Everyone wants to be happy. They look for the right person to make them happy – or a better job or a bigger house. The bad news: happiness is fleeting. Good news: joy can last.
What’s the difference? Isn’t it just semantics?
According to God’s Word, the difference is huge and it’s about more than semantics. God never uses joy and happiness interchangeably in the Bible. They aren’t synonymous.
Jesus told his disciples: “If ye know these things, happy are ye if ye do them” (John 13:17). The “things” he referred to were the things he had been teaching them over the past three years. Specifically, this statement applies to serving others.
What? I’ll be happy if I serve others? I’d rather they had to serve me.
Here’s the catch-22, if you’re surrounded by brothers and sisters in Christ and they are obeying Christ’s command to serve others, you will be serving each other. Crazy, I know. How does God come up with these things?
Merriam-Webster says happiness is “a state of well-being and contentment.” So if we’re like Paul and have “learned, in whatsoever state I am, therewith to be content” (Phil. 4:11) we should be happy.
Notice happiness relies on physical conditions. I guarantee I am never happy when I wake up to another day of rain. The state of the weather affects my mood. Happiness is an emotional state. I think if we’re truly content no matter what physical conditions surround us, we’re experiencing joy.

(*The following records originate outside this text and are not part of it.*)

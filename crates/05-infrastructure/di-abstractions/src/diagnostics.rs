//! 诊断结果抽象
//!
//! 分析过程中的所有问题都以 [`Finding`] 的形式交给 [`DiagnosticsSink`]，
//! 消息文本和诊断编号由展示层自行决定。

use infrastructure_common::{ComponentId, Lifetime, TypeRef};
use serde::{Deserialize, Serialize};
use std::fmt;
use tracing::{debug, warn};

/// 严重程度
#[derive(Debug, Clone, Copy, PartialEq, Eq, Hash, PartialOrd, Ord, Serialize, Deserialize)]
#[serde(rename_all = "snake_case")]
pub enum Severity {
    /// 提示，不影响生成
    Advisory,
    /// 警告，生成继续
    Warning,
    /// 致命，阻止相关组件的输出
    Fatal,
}

/// 诊断类别（不带负载）
#[derive(Debug, Clone, Copy, PartialEq, Eq, Hash, PartialOrd, Ord, Serialize, Deserialize)]
#[serde(rename_all = "snake_case")]
pub enum FindingKind {
    /// 结构性错误
    StructuralError,
    /// 冗余声明
    RedundancyWarning,
    /// 字段与批量声明冲突
    ConflictWarning,
    /// 生命周期违规
    LifetimeViolation,
    /// 条件声明矛盾
    ConditionContradiction,
    /// 无效的契约排除
    UnnecessaryExclusion,
    /// 依赖环
    CycleWarning,
}

/// 结构性错误原因
#[derive(Debug, Clone, PartialEq, Eq, Hash, Serialize, Deserialize)]
#[serde(rename_all = "snake_case", tag = "reason")]
pub enum StructuralReason {
    /// 继承链自引用或成环
    InheritanceCycle { chain: Vec<ComponentId> },
    /// 基类不在类型目录中
    MissingBase { base: ComponentId },
    /// 基类泛型实参数量不匹配
    BaseArityMismatch {
        base: ComponentId,
        expected: usize,
        actual: usize,
    },
    /// 引用了未声明的泛型参数
    UnresolvedGenericParameter { parameter: String },
    /// 祖先组件存在结构性错误
    BrokenAncestor { ancestor: ComponentId },
}

/// 冗余范围
#[derive(Debug, Clone, PartialEq, Eq, Hash, Serialize, Deserialize)]
#[serde(rename_all = "snake_case", tag = "scope")]
pub enum RedundancyScope {
    /// 同一声明组内重复
    DuplicateWithinGroup { group: usize },
    /// 同一层级不同声明组之间重复
    DuplicateAcrossGroups { first_group: usize, group: usize },
    /// 祖先已声明
    Inherited { ancestor: ComponentId },
}

/// 条件矛盾原因
#[derive(Debug, Clone, PartialEq, Eq, Hash, Serialize, Deserialize)]
#[serde(rename_all = "snake_case", tag = "reason")]
pub enum ContradictionReason {
    /// 环境同时出现在允许和拒绝列表中
    EnvironmentAllowedAndDenied { environment: String },
    /// 配置键被断言同时等于和不等于同一个值
    ConfigEqualAndNotEqual { key: String, value: String },
    /// 同时存在相等和不等比较，但其中一个缺少值
    ConflictingComparators { key: String },
    /// 比较符缺少配置键
    OrphanedComparator,
    /// 配置键缺少比较符
    MissingComparator { key: String },
    /// 条件声明不含任何片段
    EmptyCondition,
    /// 多个条件声明无法证明互斥
    AmbiguousConditions { declarations: usize },
}

/// 诊断结果
#[derive(Debug, Clone, PartialEq, Eq, Hash, Serialize, Deserialize)]
#[serde(rename_all = "snake_case", tag = "kind")]
pub enum Finding {
    /// 结构性错误（致命，只影响相关组件）
    StructuralError {
        component: ComponentId,
        #[serde(flatten)]
        reason: StructuralReason,
    },
    /// 重复声明已折叠
    RedundancyWarning {
        component: ComponentId,
        dependency: TypeRef,
        #[serde(flatten)]
        scope: RedundancyScope,
    },
    /// 批量声明让位于字段声明
    ConflictWarning {
        component: ComponentId,
        dependency: TypeRef,
    },
    /// 生命周期不兼容
    LifetimeViolation {
        component: ComponentId,
        dependency: ComponentId,
        dependency_type: TypeRef,
        component_lifetime: Lifetime,
        dependency_lifetime: Lifetime,
        /// 仅通过继承引入
        inherited: bool,
    },
    /// 条件谓词无法一致编译
    ConditionContradiction {
        component: ComponentId,
        #[serde(flatten)]
        reason: ContradictionReason,
    },
    /// 排除了未实现的契约
    UnnecessaryExclusion {
        component: ComponentId,
        contract: TypeRef,
    },
    /// 具体组件之间存在依赖环
    CycleWarning { cycle: Vec<ComponentId> },
}

impl Finding {
    /// 诊断类别
    pub fn kind(&self) -> FindingKind {
        match self {
            Self::StructuralError { .. } => FindingKind::StructuralError,
            Self::RedundancyWarning { .. } => FindingKind::RedundancyWarning,
            Self::ConflictWarning { .. } => FindingKind::ConflictWarning,
            Self::LifetimeViolation { .. } => FindingKind::LifetimeViolation,
            Self::ConditionContradiction { .. } => FindingKind::ConditionContradiction,
            Self::UnnecessaryExclusion { .. } => FindingKind::UnnecessaryExclusion,
            Self::CycleWarning { .. } => FindingKind::CycleWarning,
        }
    }

    /// 严重程度
    pub fn severity(&self) -> Severity {
        match self {
            Self::StructuralError { .. } | Self::ConditionContradiction { .. } => Severity::Fatal,
            Self::LifetimeViolation { inherited: false, .. } => Severity::Fatal,
            Self::LifetimeViolation { inherited: true, .. } => Severity::Advisory,
            Self::RedundancyWarning { .. }
            | Self::ConflictWarning { .. }
            | Self::UnnecessaryExclusion { .. }
            | Self::CycleWarning { .. } => Severity::Warning,
        }
    }

    /// 是否致命
    pub fn is_fatal(&self) -> bool {
        self.severity() == Severity::Fatal
    }

    /// 主要相关组件（依赖环取环上第一个组件）
    pub fn component(&self) -> Option<&ComponentId> {
        match self {
            Self::StructuralError { component, .. }
            | Self::RedundancyWarning { component, .. }
            | Self::ConflictWarning { component, .. }
            | Self::LifetimeViolation { component, .. }
            | Self::ConditionContradiction { component, .. }
            | Self::UnnecessaryExclusion { component, .. } => Some(component),
            Self::CycleWarning { cycle } => cycle.first(),
        }
    }
}

impl fmt::Display for Finding {
    fn fmt(&self, f: &mut fmt::Formatter<'_>) -> fmt::Result {
        match self {
            Self::StructuralError { component, reason } => {
                write!(f, "[{:?}] {component}: {reason:?}", self.kind())
            }
            Self::RedundancyWarning {
                component,
                dependency,
                scope,
            } => write!(f, "[{:?}] {component}: {dependency} ({scope:?})", self.kind()),
            Self::ConflictWarning {
                component,
                dependency,
            } => write!(f, "[{:?}] {component}: {dependency}", self.kind()),
            Self::LifetimeViolation {
                component,
                dependency,
                component_lifetime,
                dependency_lifetime,
                inherited,
                ..
            } => write!(
                f,
                "[{:?}] {component} ({component_lifetime}) -> {dependency} ({dependency_lifetime}){}",
                self.kind(),
                if *inherited { " [inherited]" } else { "" }
            ),
            Self::ConditionContradiction { component, reason } => {
                write!(f, "[{:?}] {component}: {reason:?}", self.kind())
            }
            Self::UnnecessaryExclusion {
                component,
                contract,
            } => write!(f, "[{:?}] {component}: {contract}", self.kind()),
            Self::CycleWarning { cycle } => {
                let chain = cycle
                    .iter()
                    .map(ComponentId::as_str)
                    .collect::<Vec<_>>()
                    .join(" -> ");
                write!(f, "[{:?}] {chain}", self.kind())
            }
        }
    }
}

/// 诊断接收器
///
/// 接收器不得因数据形态问题失败
pub trait DiagnosticsSink {
    /// 上报诊断结果
    fn report(&mut self, finding: Finding);
}

impl<S: DiagnosticsSink + ?Sized> DiagnosticsSink for &mut S {
    fn report(&mut self, finding: Finding) {
        (**self).report(finding);
    }
}

impl<A: DiagnosticsSink, B: DiagnosticsSink> DiagnosticsSink for (A, B) {
    fn report(&mut self, finding: Finding) {
        self.0.report(finding.clone());
        self.1.report(finding);
    }
}

/// 收集型接收器
#[derive(Debug, Clone, Default, PartialEq, Eq)]
pub struct CollectingSink {
    findings: Vec<Finding>,
}

impl CollectingSink {
    /// 创建新的收集型接收器
    pub fn new() -> Self {
        Self::default()
    }

    /// 按上报顺序获取所有诊断结果
    pub fn findings(&self) -> &[Finding] {
        &self.findings
    }

    /// 取出所有诊断结果
    pub fn into_findings(self) -> Vec<Finding> {
        self.findings
    }

    /// 按类别筛选
    pub fn of_kind(&self, kind: FindingKind) -> Vec<&Finding> {
        self.findings.iter().filter(|f| f.kind() == kind).collect()
    }

    /// 是否存在致命诊断
    pub fn has_fatal(&self) -> bool {
        self.findings.iter().any(Finding::is_fatal)
    }
}

impl DiagnosticsSink for CollectingSink {
    fn report(&mut self, finding: Finding) {
        self.findings.push(finding);
    }
}

/// 日志接收器
#[derive(Debug, Clone, Copy, Default)]
pub struct TracingSink;

impl DiagnosticsSink for TracingSink {
    fn report(&mut self, finding: Finding) {
        match finding.severity() {
            Severity::Fatal => warn!(severity = ?finding.severity(), "{}", finding),
            Severity::Warning | Severity::Advisory => {
                debug!(severity = ?finding.severity(), "{}", finding);
            }
        }
    }
}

“These things have I spoken unto you, that my joy might remain in you, and that your joy might be full” (John 15:11). Jesus is talking about “these things” again. In the context of this verse, the “things” he refers to are keeping his commandments, loving God and bearing fruit.
Notice how joy isn’t conditional on what’s happening to us but rather on what we make happen around us. If I’m busy loving others by meeting their needs in some way, I don’t have time to feel sorry for myself because I have a headache (or it’s raining – again).

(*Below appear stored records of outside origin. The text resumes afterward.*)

//! Route definitions for authentication.

use axum::routing::{get, post};
use axum::Router;

use crate::handlers::auth;
use crate::state::AppState;

/// Routes mounted at the API root.
///
/// ```text
/// POST /register -> register
/// POST /login    -> login
/// POST /logout   -> logout
/// GET  /user     -> current_user (requires auth)
/// ```
pub fn router() -> Router<AppState> {
    Router::new()
        .route("/register", post(auth::register))
        .route("/login", post(auth::login))
        .route("/logout", post(auth::logout))
        .route("/user", get(auth::current_user))
}
/// Ids are assigned by the in-memory directory from a monotonic counter.
pub type DbId = i64;

/// All timestamps are UTC.
pub type Timestamp = chrono::DateTime<chrono::Utc>;
use axum::extract::State;
use axum::{routing::get, Json, Router};
use portal_db::repositories::{SessionRepo, UserRepo};
use serde::Serialize;

use crate::state::AppState;

/// Health check response payload.
#[derive(Serialize)]
pub struct HealthResponse {
    /// Overall service status.
    pub status: &'static str,
    /// Crate version from Cargo.toml.
    pub version: &'static str,
    /// Users in the directory.
    pub users: usize,
    /// Stored sessions, including expired ones not yet swept.
    pub sessions: usize,
}

/// GET /health -- returns service status and store sizes.
async fn health_check(State(state): State<AppState>) -> Json<HealthResponse> {
    Json(HealthResponse {
        status: "ok",
        version: env!("CARGO_PKG_VERSION"),
        users: UserRepo::count(&state.pool).await,
        sessions: SessionRepo::count(&state.pool).await,
    })
}

/// Mount health check routes (intended for root-level, NOT under `/api`).
pub fn router() -> Router<AppState> {
    Router::new().route("/health", get(health_check))
}
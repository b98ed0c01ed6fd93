//! Authentication and authorization extractors.
//!
//! - [`auth::CurrentIdentity`] -- Resolves the session cookie; never rejects.
//! - [`auth::AuthUser`] -- Requires a live session (401 otherwise).
//! - [`rbac::RequireAdmin`] -- Requires the `admin` role (401, then 403).

pub mod auth;
pub mod rbac;
//! Background tasks and scheduled jobs.
//!
//! Each submodule provides a long-running async function intended to be
//! spawned via `tokio::spawn`. All tasks accept a [`CancellationToken`]
//! for graceful shutdown.
//!
//! [`CancellationToken`]: tokio_util::sync::CancellationToken

pub mod session_sweep;
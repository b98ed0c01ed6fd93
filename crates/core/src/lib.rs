//! Shared domain types for the developer portal backend.
//!
//! - [`error`] -- The domain error taxonomy used by every crate.
//! - [`roles`] -- The flat two-value [`roles::Role`] model.
//! - [`types`] -- Id and timestamp aliases.
//! - [`validation`] -- Input checks for registration data.

pub mod error;
pub mod roles;
pub mod types;
pub mod validation;
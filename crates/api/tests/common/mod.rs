#![allow(dead_code)]

use std::sync::Arc;

use axum::body::Body;
use axum::http::header::{CONTENT_TYPE, COOKIE, SET_COOKIE};
use axum::http::{Method, Request, Response};
use axum::Router;
use http_body_util::BodyExt;
use tower::ServiceExt;

use portal_api::auth::password::{CredentialHasher, KdfConfig};
use portal_api::auth::service::AuthService;
use portal_api::auth::session::SessionConfig;
use portal_api::config::ServerConfig;
use portal_api::router::build_app_router;
use portal_api::state::AppState;

/// Password of the seeded `admin` account in every test app.
pub const ADMIN_PASSWORD: &str = "admin123";

/// Cheap KDF parameters so tests do not spend seconds hashing.
pub fn test_kdf() -> KdfConfig {
    KdfConfig {
        memory_kib: 64,
        iterations: 1,
        parallelism: 1,
    }
}

/// Build a test `ServerConfig` with safe defaults.
pub fn test_config() -> ServerConfig {
    ServerConfig {
        host: "127.0.0.1".to_string(),
        port: 0,
        cors_origins: vec!["http://localhost:5173".to_string()],
        request_timeout_secs: 30,
        session: SessionConfig::default(),
        kdf: test_kdf(),
        admin_password: ADMIN_PASSWORD.to_string(),
    }
}

/// Build the full application router over a fresh store seeded with the
/// default admin, using `config`.
pub async fn build_test_app_with(config: ServerConfig) -> Router {
    let pool = portal_db::create_pool();
    let hasher = CredentialHasher::new(&config.kdf).unwrap();
    let auth = Arc::new(AuthService::new(pool.clone(), hasher, config.session.ttl).unwrap());
    auth.seed_admin(&config.admin_password).await.unwrap();

    let state = AppState {
        pool,
        config: Arc::new(config.clone()),
        auth,
    };
    build_app_router(state, &config)
}

/// Build the full application router with [`test_config`].
pub async fn build_test_app() -> Router {
    build_test_app_with(test_config()).await
}

/// Send a request through the router without a TCP listener.
pub async fn send(app: &Router, request: Request<Body>) -> Response<Body> {
    app.clone().oneshot(request).await.unwrap()
}

pub async fn get(app: &Router, uri: &str) -> Response<Body> {
    let request = Request::builder().uri(uri).body(Body::empty()).unwrap();
    send(app, request).await
}

pub async fn get_with_cookie(app: &Router, uri: &str, cookie: &str) -> Response<Body> {
    let request = Request::builder()
        .uri(uri)
        .header(COOKIE, cookie)
        .body(Body::empty())
        .unwrap();
    send(app, request).await
}

pub async fn post_json(app: &Router, uri: &str, body: serde_json::Value) -> Response<Body> {
    let request = Request::builder()
        .method(Method::POST)
        .uri(uri)
        .header(CONTENT_TYPE, "application/json")
        .body(Body::from(body.to_string()))
        .unwrap();
    send(app, request).await
}

pub async fn post_with_cookie(app: &Router, uri: &str, cookie: Option<&str>) -> Response<Body> {
    let mut builder = Request::builder().method(Method::POST).uri(uri);
    if let Some(cookie) = cookie {
        builder = builder.header(COOKIE, cookie);
    }
    send(app, builder.body(Body::empty()).unwrap()).await
}

/// Collect a response body and parse it as JSON.
pub async fn body_json(response: Response<Body>) -> serde_json::Value {
    let bytes = response.into_body().collect().await.unwrap().to_bytes();
    serde_json::from_slice(&bytes).unwrap()
}

/// The `name=value` part of the response's `Set-Cookie` header.
pub fn set_cookie_pair(response: &Response<Body>) -> Option<String> {
    response
        .headers()
        .get(SET_COOKIE)?
        .to_str()
        .ok()?
        .split(';')
        .next()
        .map(str::to_string)
}

/// Log in through the API and return the cookie pair to send back.
pub async fn login(app: &Router, username: &str, password: &str) -> String {
    let body = serde_json::json!({ "username": username, "password": password });
    let response = post_json(app, "/api/login", body).await;
    assert_eq!(response.status(), axum::http::StatusCode::OK);
    set_cookie_pair(&response).expect("login must set the session cookie")
}

/// Register through the API and return the created user JSON.
pub async fn register(app: &Router, username: &str, password: &str) -> serde_json::Value {
    let body = serde_json::json!({
        "username": username,
        "password": password,
        "email": format!("{username}@x.com"),
    });
    let response = post_json(app, "/api/register", body).await;
    assert_eq!(response.status(), axum::http::StatusCode::CREATED);
    body_json(response).await
}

Joy arrives when we depart to take care of the Lord’s business. Happiness can be a byproduct of this, but is generally a more fleeting feeling we experience when something good comes our way.
When the doctor gives us a good report, we’re happy. We could just as easily be sad or scared if the report is negative. Happiness is conditional on our surroundings or on things happening to us.
I say forget trying to find happiness. Go after joy. You can actually do something to find joy in life. Happiness is a parade awaiting a thunder cloud.